World, nowadays, is engulfed in a deluge of data of different formats which is being generated from innumerable sources like mobile phones, social media, digital platforms, scientific experiments and enterprise applications. Such huge amount of unstructured as well as semi-structured data coming from various sources and in different formats is termed as “Big Data”. The trillion sensor world is further going to add to the explosive growth of Big Data segment. According to Gartner, “Big data is high volume, high velocity, and high variety information assets that require new forms of processing to enable enhanced decision making, insight, discovery, and process optimization”. It is quite evident that Big Data is creating opportunities for effective decision making across several domains and organizations.
Since many years of data management, Relational Database Management Systems (RDBMS) have always been a comprehensive solution for storage, processing and analysis of data. But to capture, store, process, analyze and visualize Big Data, the traditional database management techniques are no longer sufficient. Here comes the question what are the limitations of traditional database systems leading to their inability to handle “big data”? These limitations have been discussed in this chapter which made it essential to shift towards the paradigm of breakthrough big data technologies and techniques in a world drowning in a “data tsunami”. This chapter attempts to elaborate the reasons of this paradigm shift from traditional database processing to big data processing technologies.

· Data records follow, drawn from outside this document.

impl App {
    /// Create a new App wired to the real services
    pub fn new(config: TuiConfig) -> Result<Self> {
        let timeout = config.request_timeout();
        let api = FarmApiClient::new(config.api_base_url(), timeout)?;
        let geolocation = IpGeolocation::new(config.geolocation_url(), timeout)?;
        tracing::info!(api = config.api_base_url(), "starting crop compass");
        Ok(Self::with_services(
            config,
            Arc::new(api),
            Arc::new(geolocation),
            Box::new(FileProfileStore::new()),
        ))
    }

    /// Create an App over explicit service implementations
    pub fn with_services(
        config: TuiConfig,
        api: Arc<dyn FarmApi>,
        geolocation: Arc<dyn GeolocationProvider>,
        profiles: Box<dyn ProfileStore>,
    ) -> Self {
        let (events_tx, events_rx) = unbounded_channel();
        let mut state = AppState::new();
        state.profile = match profiles.load() {
            Ok(profile) => profile,
            Err(err) => {
                tracing::warn!("Failed to load saved profile: {err:#}");
                None
            }
        };

        let start_view = config
            .start_route
            .as_deref()
            .map(View::from_path)
            .unwrap_or_default();
        let skip_splash = config.skip_splash();

        let mut app = Self {
            state,
            api,
            geolocation,
            profiles,
            events_tx,
            events_rx,
            quit: false,
            splash_state: None,
            start_view,
        };

        if skip_splash {
            app.enter_view(start_view);
        } else {
            app.state.current_view = View::Splash;
            app.splash_state = Some(SplashState::new());
        }
        app
    }

    /// Update splash animation state.
    /// Returns true if animation is complete and we transitioned.
    pub fn update_splash(&mut self, terminal_height: u16) -> bool {
        if let Some(ref mut splash) = self.splash_state {
            splash.update(terminal_height);
            if splash.is_complete() {
                self.splash_state = None;
                self.enter_view(self.start_view);
                return true;
            }
        }
        false
    }

    /// Check if in splash screen
    pub fn in_splash(&self) -> bool {
        matches!(self.state.current_view, View::Splash)
    }

    /// Check if app should quit
    pub fn should_quit(&self) -> bool {
        self.quit
    }

    /// Push an error message to the error queue for display
    pub fn push_error(&mut self, message: impl Into<String>) {
        self.state.push_error(message.into());
    }

    /// Per-frame housekeeping: apply finished background work and spin spinners
    pub fn tick(&mut self) {
        self.drain_events();
        self.state.dashboard.tick();
    }

    /// Apply every pending background result
    pub fn drain_events(&mut self) {
        while let Ok(event) = self.events_rx.try_recv() {
            self.apply_event(event);
        }
    }

    fn apply_event(&mut self, event: AppEvent) {
        if let Some(generation) = event.fetch_generation() {
            if !self.state.dashboard.is_current(generation) {
                tracing::debug!(generation, "dropping stale dashboard result");
                return;
            }
        }
        match event {
            AppEvent::Geolocated(location) => {
                if let Some(flow) = self.state.signup.as_mut() {
                    if flow.apply_geolocation(location.latitude, location.longitude) {
                        tracing::debug!(?location, "pre-filled farm location");
                    }
                }
            }
            AppEvent::WeatherLoaded(_, result) => self.state.dashboard.weather.resolve(result),
            AppEvent::RainfallLoaded(_, result) => {
                self.state.dashboard.rainfall.resolve(result)
            }
            AppEvent::SoilLoaded(_, result) => self.state.dashboard.soil.resolve(result),
            AppEvent::PredictionLoaded(_, result) => {
                self.state.dashboard.prediction.resolve(result)
            }
        }
    }

    /// Handle a key event
    pub async fn handle_key(&mut self, key: KeyEvent) -> Result<()> {
        // Handle error dialog dismissal first (modal)
        if self.state.has_errors() {
            if matches!(key.code, KeyCode::Enter | KeyCode::Esc) {
                self.state.dismiss_error();
            }
            return Ok(());
        }

        // Toasts last until the next key press
        self.state.status_message = None;

        match self.state.current_view {
            View::Splash => self.handle_splash_key(key),
            View::Home => self.handle_home_key(key),
            View::Login => self.handle_login_key(key),
            View::Signup => self.handle_signup_key(key),
            View::Dashboard => self.handle_dashboard_key(key)?,
        }

        Ok(())
    }

    /// Navigate to a new view
    pub fn navigate(&mut self, view: View) {
        if view == self.state.current_view {
            return;
        }
        self.state.view_history.push(self.state.current_view);
        self.enter_view(view);
    }

    /// Go back to previous view
    pub fn go_back(&mut self) {
        match self.state.view_history.pop() {
            Some(view) => self.state.current_view = view,
            None => self.state.current_view = View::Home,
        }
        if self.state.current_view == View::Signup && self.state.signup.is_none() {
            self.enter_view(View::Signup);
        }
    }

    /// Switch to `view` and start whatever it loads on open
    fn enter_view(&mut self, view: View) {
        self.state.current_view = view;
        match view {
            View::Signup => self.open_signup(),
            View::Dashboard => self.refresh_dashboard(),
            View::Splash | View::Home | View::Login => {}
        }
    }

    fn open_signup(&mut self) {
        if self.state.signup.is_none() {
            let placeholder = generate_password(SUGGESTED_PASSWORD_LEN);
            match SignupFlow::new(&placeholder) {
                Ok(flow) => self.state.signup = Some(flow),
                Err(err) => {
                    self.push_error(format!("Cannot open signup: {err}"));
                    self.state.current_view = View::Home;
                    return;
                }
            }
        }
        if let Some(flow) = self.state.signup.as_mut() {
            if !flow.geolocation_requested {
                flow.geolocation_requested = true;
                self.spawn_geolocation();
            }
        }
    }

    fn spawn_geolocation(&self) {
        let provider = Arc::clone(&self.geolocation);
        let tx = self.events_tx.clone();
        tokio::spawn(async move {
            match provider.locate().await {
                Ok(location) => {
                    let _ = tx.send(AppEvent::Geolocated(location));
                }
                Err(err) => tracing::info!("Geolocation unavailable: {err:#}"),
            }
        });
    }

    /// Start all four dashboard fetches in parallel
    pub fn refresh_dashboard(&mut self) {
        let Some(location) = self.state.profile.as_ref().map(|p| p.location) else {
            self.state.dashboard.clear();
            return;
        };
        let generation = self.state.dashboard.begin_fetch(location);

        macro_rules! fetch {
            ($method:ident, $event:ident) => {{
                let api = Arc::clone(&self.api);
                let tx = self.events_tx.clone();
                tokio::spawn(async move {
                    let result = match api.$method(location).await {
                        Ok(data) => Some(data),
                        Err(err) => {
                            tracing::error!(
                                "Failed to fetch {}: {err:#}",
                                stringify!($method)
                            );
                            None
                        }
                    };
                    let _ = tx.send(AppEvent::$event(generation, result));
                });
            }};
        }

        fetch!(weather, WeatherLoaded);
        fetch!(rainfall, RainfallLoaded);
        fetch!(soil, SoilLoaded);
        fetch!(prediction, PredictionLoaded);
    }

    fn handle_splash_key(&mut self, _key: KeyEvent) {
        if let Some(ref mut splash) = self.splash_state {
            splash.skip();
        }
    }

    fn handle_home_key(&mut self, key: KeyEvent) {
        match key.code {
            KeyCode::Enter | KeyCode::Char('g') | KeyCode::Char('s') => {
                self.navigate(View::Signup)
            }
            KeyCode::Char('l') => self.navigate(View::Login),
            KeyCode::Char('d') => self.navigate(View::Dashboard),
            KeyCode::Char('q') => self.quit = true,
            _ => {}
        }
    }

    fn handle_login_key(&mut self, key: KeyEvent) {
        let login = &mut self.state.login;
        if key.modifiers.contains(SHORTCUT_MODIFIER) {
            if key.code == KeyCode::Char('r') {
                login.toggle_password_visibility();
            }
            return;
        }
        match key.code {
            KeyCode::Esc => self.go_back(),
            KeyCode::Tab | KeyCode::Down => login.next_field(),
            KeyCode::BackTab | KeyCode::Up => login.prev_field(),
            KeyCode::Enter if login.is_button_active() => {
                tracing::info!(email = %login.form().email, "login submitted");
                self.state.status_message = Some("Welcome again!".to_string());
                self.navigate(View::Dashboard);
            }
            KeyCode::Enter => login.next_field(),
            KeyCode::Backspace => login.backspace(),
            KeyCode::Char(c) => login.input_char(c),
            _ => {}
        }
    }

    fn handle_signup_key(&mut self, key: KeyEvent) {
        let Some(flow) = self.state.signup.as_mut() else {
            self.state.current_view = View::Home;
            return;
        };

        if key.modifiers.contains(SHORTCUT_MODIFIER) {
            match key.code {
                KeyCode::Char('r') => flow.toggle_reveal(),
                KeyCode::Char('l') => self.navigate(View::Login),
                _ => {}
            }
            return;
        }

        let on_buttons = flow.is_buttons_row_active();
        match key.code {
            KeyCode::Esc => self.go_back(),
            KeyCode::Tab | KeyCode::Down => flow.next_field(),
            KeyCode::BackTab | KeyCode::Up => flow.prev_field(),
            KeyCode::Left if on_buttons => flow.selected_button = WizardButton::Previous,
            KeyCode::Right if on_buttons => flow.selected_button = WizardButton::Next,
            KeyCode::Enter if on_buttons => match flow.selected_button {
                WizardButton::Previous => {
                    if let Err(err) = flow.previous_step() {
                        tracing::debug!("previous ignored: {err}");
                    }
                }
                WizardButton::Next if flow.wizard().is_last_step() => self.finish_signup(),
                WizardButton::Next => {
                    if let Err(err) = flow.next_step() {
                        tracing::debug!("next ignored: {err}");
                    }
                }
            },
            KeyCode::Enter => flow.next_field(),
            KeyCode::Backspace => flow.backspace(),
            KeyCode::Char(c) => flow.input_char(c),
            _ => {}
        }
    }

    /// Run the completion handler. A refused finish leaves the wizard open;
    /// a finished wizard is discarded whatever the handler reports.
    fn finish_signup(&mut self) {
        let Some(flow) = self.state.signup.take() else {
            return;
        };
        let profiles = self.profiles.as_ref();
        match flow.finish(|form| complete_signup(form, profiles)) {
            Ok(Ok(profile)) => {
                self.state.profile = Some(profile);
                self.state.status_message = Some("Account created.".to_string());
                self.state.view_history.clear();
                self.state.view_history.push(View::Home);
                self.enter_view(View::Dashboard);
            }
            Ok(Err(err)) => {
                tracing::error!("Failed to save profile: {err:#}");
                self.push_error(format!("Failed to save your profile: {err:#}"));
                self.state.view_history.clear();
                self.state.current_view = View::Home;
            }
            Err((flow, err)) => {
                tracing::debug!("finish ignored: {err}");
                self.state.signup = Some(flow);
            }
        }
    }

    fn handle_dashboard_key(&mut self, key: KeyEvent) -> Result<()> {
        match key.code {
            KeyCode::Esc | KeyCode::Char('b') => self.go_back(),
            KeyCode::Char('q') => self.quit = true,
            KeyCode::Char('s') if self.state.profile.is_none() => self.navigate(View::Signup),
            KeyCode::Char('r') => self.refresh_dashboard(),
            KeyCode::Char('y') => self.copy_recommendation()?,
            _ => {}
        }
        Ok(())
    }

    /// Copy the crop recommendation to the clipboard
    fn copy_recommendation(&mut self) -> Result<()> {
        let Some(prediction) = self.state.dashboard.prediction.loaded() else {
            self.state.status_message = Some("No recommendation yet".to_string());
            return Ok(());
        };
        let text = format!(
            "Recommended: {}\n\n{}",
            prediction.prediction, prediction.description
        );
        match copy_to_clipboard(&text) {
            Ok(()) => self.state.status_message = Some("Copied recommendation".to_string()),
            Err(err) => self.push_error(format!("Clipboard unavailable: {err}")),
        }
        Ok(())
    }

    /// Wait for the next background result and apply it
    #[cfg(test)]
    async fn next_event(&mut self) -> bool {
        let wait = tokio::time::timeout(std::time::Duration::from_secs(2), self.events_rx.recv());
        match wait.await {
            Ok(Some(event)) => {
                self.apply_event(event);
                true
            }
            _ => false,
        }
    }
}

Various big data analysis, processing and visualization techniques and technologies have been discussed in this chapter, which have changed the world of big data. Initially, large firms like Google developed technologies like MapReduce, The Google File System, Big Table etc to meet their own data needs. But eventually most of the organizations and even governments started gearing up for big data solutions to improve their decision making process by value generation based on data trends. Therefore there has been a sharp rise in the development of big data techniques. This chapter covers major breakthrough technologies like MapReduce, HadoopDB, Cassandra, Chubby Lock service, PLATFORA, SkyTree, Dremel, Pregel, Spanner, Shark, Megastore, Spark, F1, MLBase, NoSQL Databases, HBase, HDFS, YARN, Mahout and Chukwa. Big data technologies find applications in various domains like IT, Government, Defence, Manufacturing, Earth sciences, Healthcare, Agriculture, Education, Media industry, Retail, Real Estate, Science & Research activities like Large Hadron collider, Astronomy and Sports. The application of Big Data techniques and technologies in these domains has also been discussed to emphasize upon their importance in the present world leading to data-driven decision making.